今日も3-Bは平和です。「ケイト・ダイヤモンド。…ダイヤモンドは欠席か?」
「はいはい!!居まーす!!」
「遅刻だな」
「はぁ〜、マジかぁ〜」
バタバタと教室に駆け込んできたのは、クラス一の陽キャと言われるケイト・ダイヤモンドだ。
その手には鞄と箒が握られている。普段はルーズながらも乱れてはいない制服とばっちり決めてるヘアセットも、今日ばかりは所々手が抜かれているのが見てとれた。
うちのクラスは正直言って緩いと思う。
朝の出欠確認時、名前を呼ばれるまでに教室に居れば遅刻にならない。チャイムが鳴っていたとしても、だ。シュラウドはタブレットで授業を受ける、なんてのが許されてるくらいだし、おれも出来ればリモートで授業受けたいんだけど?
そんな緩いクラスで目立つ陽キャでもなく、かと言ってオタクでもない。ごく普通のおれから見た、ある朝のダイヤモンド(とシュラウド)の話。
「あーあ、あと5秒早ければセーフだったのになぁ」
そんな独り言を吐きながら、ダイヤモンドはおれの隣に座った。鏡舎から箒で飛んできたのか、持っていた箒をマジカルペンを振って専用ロッカーへしまいながら。
「…ダイヤ『ケイト氏、残念でしたな〜??ひひっ』」
「…ギリギリ行けると思ったんだよ」
ダイヤモンドに声を掛けようとして口を開いたおれの、二つ隣の席から声がする。ダイヤモンドの向こう側。タブレットが声を発していた。
さっきまではそこに無かったはず、ダイヤモンドが持ってきたのか…?
「…イデア・シュラウド」
『………はい…』
おれが疑問を抱いたのと同じくらいに、担任がシュラウドの名前を呼んだ。タブレットからは返事が聞こえたけど、いや、声ちっちゃ。ダイヤモンドに話しかけた時のテンションは何だったんだ?マイク壊れたか?
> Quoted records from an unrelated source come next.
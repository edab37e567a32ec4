use ghostlab42_reboot::brightness::{correct, LIGHT_CORRECTION, MAX_PERCENT};
use ghostlab42_reboot::data_types::{CurrentLimit, Display, Glyph};
use ghostlab42_reboot::font::glyph_of;
use ghostlab42_reboot::registers::{addr, Segments, PWM_MAX};
use ghostlab42_reboot::resolve_address;

#[test]
fn digits_match_gfedcba_table() {
    let expected = [0x3F, 0x06, 0x5B, 0x4F, 0x66, 0x6D, 0x7D, 0x07, 0x7F, 0x6F];
    for (c, bits) in ('0'..='9').zip(expected) {
        assert_eq!(glyph_of(c), Glyph::Single(bits), "digit {:?}", c);
    }
}

#[test]
fn letters_and_symbols() {
    assert_eq!(glyph_of('A'), Glyph::Single(0x77));
    assert_eq!(glyph_of('r'), Glyph::Single(0x50));
    assert_eq!(glyph_of('M'), Glyph::Double(0x33, 0x27));
    assert_eq!(glyph_of('w'), Glyph::Double(0x3C, 0x1E));
    assert_eq!(glyph_of('!'), Glyph::Single((Segments::DP | Segments::B).bits()));
    assert_eq!(glyph_of(' '), Glyph::BLANK);
}

#[test]
fn glyph_lookup_is_deterministic() {
    for c in (0u8..=0x7F).map(char::from) {
        assert_eq!(glyph_of(c), glyph_of(c));
    }
}

#[test]
fn brightness_table_shape() {
    assert_eq!(LIGHT_CORRECTION.len(), MAX_PERCENT as usize + 1);
    assert_eq!(LIGHT_CORRECTION[0], 0x00);
    assert_eq!(LIGHT_CORRECTION[100], PWM_MAX);
    assert!(LIGHT_CORRECTION.windows(2).all(|w| w[0] <= w[1]));
    assert_eq!(correct(50), Some(LIGHT_CORRECTION[50]));
    assert_eq!(correct(MAX_PERCENT + 1), None);
}

#[test]
fn selector_normalization() {
    assert_eq!(Display::from_digits(4), Display::FourDigit);
    assert_eq!(Display::from(6), Display::SixDigit);
    for digits in [0u8, 5, 7, 255] {
        assert_eq!(Display::from_digits(digits), Display::SixDigit);
        assert_eq!(Display::try_from_digits(digits), None);
    }
    assert_eq!(Display::try_from_digits(4), Some(Display::FourDigit));
    assert_eq!(Display::FourDigit.digit_count(), 4);
    assert_eq!(Display::SixDigit.digit_count(), 6);
    assert_eq!(resolve_address(Display::FourDigit), 0x63);
    assert_eq!(resolve_address(Display::from_digits(0)), 0x60);
}

#[test]
fn register_map_and_current_codes() {
    assert_eq!(addr::DATA, 0x01);
    assert_eq!(addr::UPDATE_COLUMN, 0x0C);
    assert_eq!(addr::LIGHTING_EFFECT, 0x0D);
    assert_eq!(addr::PWM, 0x19);
    assert_eq!(addr::RESET, 0xFF);
    assert_eq!(CurrentLimit::Min10mA.bits(), 0x08);
    assert_eq!(CurrentLimit::Max20mA.bits(), 0x0B);
    assert_eq!(CurrentLimit::Max20mA.milliamps(), 20);
}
同じクラスだというのに殆ど話したことのない相手だが、心の中で思わずツッコミを入れてしまった。
「大体さ、イデアくんのせいだからね?」
『だからオルトに乗っていけばって…』
「そんなの先生に見つかったら怒られちゃうじゃん」
『箒乗っていくのと変わらないと思いますぞ…?』
一人とタブレットがこそこそと会話を続けている。
この二人、こんなに仲良かったんだな。教室だとダイヤモンドが一方的に絡んでるイメージしか無かったけど。……そもそも、何でダイヤモンドがシュラウドを連れてきたんだろ?
「…ダイヤモンド、寝坊?」
二人の会話の切れ目を窺って、ダイヤモンドに話しかけてみる。
「ん?そうそう、起きたら八時過ぎててさ〜。箒飛ばしてきたけどギリギリアウトだったよね…」
こんなことならもっとゆっくり準備してくればよかった、と続けて嘆いたダイヤモンドが机に突っ伏した。
それなりに気を遣って手入れされているのだろうオレンジブラウンがさらりと揺れて、露わになった頸には噛み跡がついていた。それは人の歯型くらいの大きさで。
———ああ、そういうことか。
クラスメイトの情事の痕跡を見てしまったおれにはそれ以上会話を続ける度胸はなくて、シュラウドかダイヤモンドにそういう性癖があんのか…仲良いどころじゃないな…と煩慮しながら、順番にクラスメイトの名前を呼ぶ担任の声を聞いているしか出来なかった。